Eröffnungsfeiern von Olympischen
Spielen können sterbenslangweilige Veranstaltungen sein. Es sei
denn, man mag quasireligiöses Brimborium und ist gern stolz darauf,
dass der Fackellauf und die von Richard Strauss komponierte Fanfare
1936 Weltpremiere hatten. Der Einmarsch der Athleten mag für die
Beteiligten ein tolles Erlebnis sein, für Zuschauer gerät das
leicht zur argen Geduldsprobe. Also habe ich das auch dieses Mal
nicht angeschaut und hatte Besseres zu tun. Dieses eine Mal aber scheine
ich etwas verpasst zu haben. Den Ausschnitten zufolge hat Regisseur
Danny Boyle (Trainspotting, 28 Days Later, Slumdog
Millionaire), der mit der Inszenierung beauftragt war, sich
einige schlaue Gedanken gemacht. Dass der Mann Humor hat, ist
bekannt. Wie er es aber geschafft hat, auch direkte politische
Seitenhiebe unterzubringen, bleibt sein Geheimnis.

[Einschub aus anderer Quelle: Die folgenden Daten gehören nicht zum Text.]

//! Loop subflow bookkeeping.
//!
//! The scheduler owns one [`LoopRuntime`] per entered loop. Members run
//! under the main layer loop; when an iteration quiesces the runtime
//! collects the iteration result, resets the member scope, and re-arms the
//! entry members — or completes the loop and opens its `loop-end` boundary.

use std::collections::{BTreeSet, HashMap, HashSet};

use serde_json::Value;
use weft_block::handlers::LoopPlan;
use weft_core::{BlockId, LoopId, ParallelId};
use weft_execution::ExecutionContext;
use weft_workflow::{BlockKind, HandleKind, WorkflowGraph};

/// Runtime state of one entered loop.
#[derive(Debug)]
pub struct LoopRuntime {
    /// The resolved iteration plan.
    pub plan: LoopPlan,
    /// Per-iteration results collected so far.
    pub results: Vec<Value>,
}

impl LoopRuntime {
    /// Start tracking a loop from its resolved plan.
    #[must_use]
    pub fn new(plan: LoopPlan) -> Self {
        Self {
            plan,
            results: Vec::new(),
        }
    }

    /// The item exposed to iteration `k` (`forEach` element, or the index
    /// itself for `for` loops).
    #[must_use]
    pub fn item_for(&self, k: u32) -> Value {
        match &self.plan.items {
            Some(items) => items.get(k as usize).cloned().unwrap_or(Value::Null),
            None => Value::from(k),
        }
    }

    /// The container's aggregate output after completion.
    #[must_use]
    pub fn aggregate_output(&self) -> Value {
        let total = self.plan.total;
        let last_index = total.saturating_sub(1);
        serde_json::json!({
            "results": self.results,
            "currentIndex": last_index,
            "currentItem": self.item_for(last_index),
            "totalIterations": total,
        })
    }
}

/// The members activated by the container's `loop-start-source` edges.
#[must_use]
pub fn entry_members(graph: &WorkflowGraph<'_>, container: &BlockId) -> HashSet<BlockId> {
    graph
        .outgoing(container)
        .iter()
        .filter(|conn| conn.handle_kind() == HandleKind::LoopStart)
        .map(|conn| conn.target.clone())
        .collect()
}

/// Entry members of every loop, for back-edge detection in the ready set.
#[must_use]
pub fn all_entry_members(
    graph: &WorkflowGraph<'_>,
) -> HashSet<BlockId> {
    graph
        .workflow()
        .loops
        .keys()
        .flat_map(|lid| entry_members(graph, &lid.as_block_id()))
        .collect()
}

/// The members whose outputs form an iteration's result: members with no
/// intra-loop outgoing edge, ignoring back edges into entry members.
#[must_use]
pub fn exit_members(
    graph: &WorkflowGraph<'_>,
    nodes: &BTreeSet<BlockId>,
    entries: &HashSet<BlockId>,
) -> Vec<BlockId> {
    nodes
        .iter()
        .filter(|member| {
            !graph
                .outgoing(member)
                .iter()
                .any(|conn| nodes.contains(&conn.target) && !entries.contains(&conn.target))
        })
        .cloned()
        .collect()
}

/// Collect one iteration's result from the exit members' outputs.
///
/// A single exit member contributes its output verbatim; several contribute
/// an object keyed by block name.
#[must_use]
pub fn iteration_result(
    ctx: &ExecutionContext,
    graph: &WorkflowGraph<'_>,
    nodes: &BTreeSet<BlockId>,
    entries: &HashSet<BlockId>,
) -> Value {
    let exits = exit_members(graph, nodes, entries);
    let mut collected: Vec<(&BlockId, Value)> = exits
        .iter()
        .filter_map(|id| ctx.output_of(id).map(|v| (id, v.clone())))
        .collect();

    match collected.len() {
        0 => Value::Null,
        1 => collected.remove(0).1,
        _ => {
            let mut map = serde_json::Map::new();
            for (id, value) in collected {
                let name = ctx
                    .workflow
                    .block(id)
                    .map_or_else(|| id.to_string(), |b| b.name.clone());
                map.insert(name, value);
            }
            Value::Object(map)
        }
    }
}

/// Has the current iteration of `spec` quiesced?
///
/// True when no member can still execute: each member is either done or
/// unreachable in this iteration.
#[must_use]
pub fn iteration_quiesced(
    ctx: &ExecutionContext,
    graph: &WorkflowGraph<'_>,
    nodes: &BTreeSet<BlockId>,
    entries: &HashSet<BlockId>,
) -> bool {
    nodes
        .iter()
        .all(|member| ctx.is_executed(member) || !member_pending(ctx, graph, member, entries))
}

/// A member is pending if it is unexecuted but could still run this
/// iteration (ready now, or waiting on another live member).
fn member_pending(
    ctx: &ExecutionContext,
    graph: &WorkflowGraph<'_>,
    member: &BlockId,
    entries: &HashSet<BlockId>,
) -> bool {
    // An entered nested loop keeps the enclosing scope open until it
    // finishes all of its own iterations.
    if ctx.workflow.block(member).is_some_and(|b| b.kind == BlockKind::Loop)
        && ctx.is_executed(member)
    {
        return !ctx.completed_loops.contains(&LoopId::new(member.as_str()));
    }
    if ctx.is_executed(member) {
        return false;
    }
    if crate::path::is_ready(ctx, graph, member, entries) {
        return true;
    }
    // Not ready: it still counts as pending when an unexecuted live member
    // upstream of it exists in the same scope.
    if !ctx.active_execution_path.contains(member)
        && !crate::path::is_in_active_path(ctx, graph, member)
    {
        return false;
    }
    graph.incoming(member).iter().any(|conn| {
        matches!(
            crate::path::edge_status(ctx, graph, conn),
            crate::path::EdgeStatus::Pending
        )
    })
}

/// Reset iteration-scoped state for a loop's members, including nested
/// container bookkeeping so inner subflows re-run on the next pass.
pub fn reset_members(ctx: &mut ExecutionContext, members: &BTreeSet<BlockId>) {
    ctx.reset_scope(members.iter());
    for member in members {
        let kind = ctx.workflow.block(member).map(|b| b.kind);
        match kind {
            Some(BlockKind::Loop) => {
                let lid = LoopId::new(member.as_str());
                ctx.completed_loops.remove(&lid);
                ctx.loop_iterations.remove(&lid);
                ctx.loop_items.remove(&lid);
                // The nested loop's own members restart with it.
                let nested = ctx.workflow.loops.get(&lid).map(|spec| spec.nodes.clone());
                if let Some(nested) = nested {
                    reset_members(ctx, &nested);
                }
            }
            Some(BlockKind::Parallel) => {
                let pid = ParallelId::new(member.as_str());
                ctx.completed_parallels.remove(&pid);
            }
            _ => {}
        }
    }
}

/// Iteration variables for a member of `loop_id` at iteration `k`.
#[must_use]
pub fn iteration_vars(k: u32, item: &Value) -> HashMap<String, Value> {
    HashMap::from([
        ("index".to_owned(), Value::from(k)),
        ("currentIndex".to_owned(), Value::from(k)),
        ("item".to_owned(), item.clone()),
        ("currentItem".to_owned(), item.clone()),
    ])
}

Der britische Humor ist berühmt-berüchtigt
und gilt gemeinhin als ätzend und sarkastisch. Das mag stimmen, aber
das ist er nicht allein. Britischer Humor dient vor allem der
Pathosvermeidung und beinhaltet eine Menge Selbstironie. Immer, wenn
es ganz heilig und erhaben wird, kann man davon ausgehen, dass
irgendwo jemand einen Witz reißt und den furchtbar Ergriffenen in
die Suppe spuckt. So war es möglich, dass bei der Eröffnungsfeier
der Olympischen Spiele kurz die Sex Pistols auftauchen, die
1976 zum silbernen Thronjubiläum Queen auf facist regime reimten.
Apropos Queen: Diese sehr britische
Fähigkeit zur Selbstironie ließ wohl auch die Königin zustimmen,
bei einem kurzen Einspielfilm mitzumachen, in dem sie von einem
gewissen Mr. Bond abgeholt wird. Der ist im Film nicht nur schwer
genervt von der Warterei, sondern macht auch den Eindruck, als würde
er den um seine Beine tollenden königlichen Corgis am liebsten einen
kräftigen Tritt verpassen. Unterwürfigkeit sieht anders aus. Auch
der Premierminister bekam indirekt sein Fett ab. Denn David Cameron
ist gerade dabei, unter anderem die nationale Gesundheitsversorgung
NHS (National Health Service) kaputtzukürzen. Ihm rieb Boyle bei der
Feier eben jenen NHS als eine der wichtigsten zivilisatorischen
Errungenschaften des 20 Jahrhunderts unter die Nase.
Erfrischend, dass Boyle offensichtlich
klar gewesen ist, dass so eine Veranstaltung schnell die Zähigkeit
einer nordkoreanischer Jubelveranstaltungen annimmt, wenn alles nur
strahlend schön und eiapopeia ist. Und deswegen muss unbedingt eine
Prise Salz in den Kuchen. Wie schafft man es, in einer olympischen
Eröffnungsfeier unterzubringen, dass die Geschichte des
Gastgeberlandes nicht immer eine glänzende war, sondern durchaus
ihre Schattenseiten hatte? Boyles Schlüssel hieß Jerusalem,
eine inoffzielle Nationalhymne des Landes.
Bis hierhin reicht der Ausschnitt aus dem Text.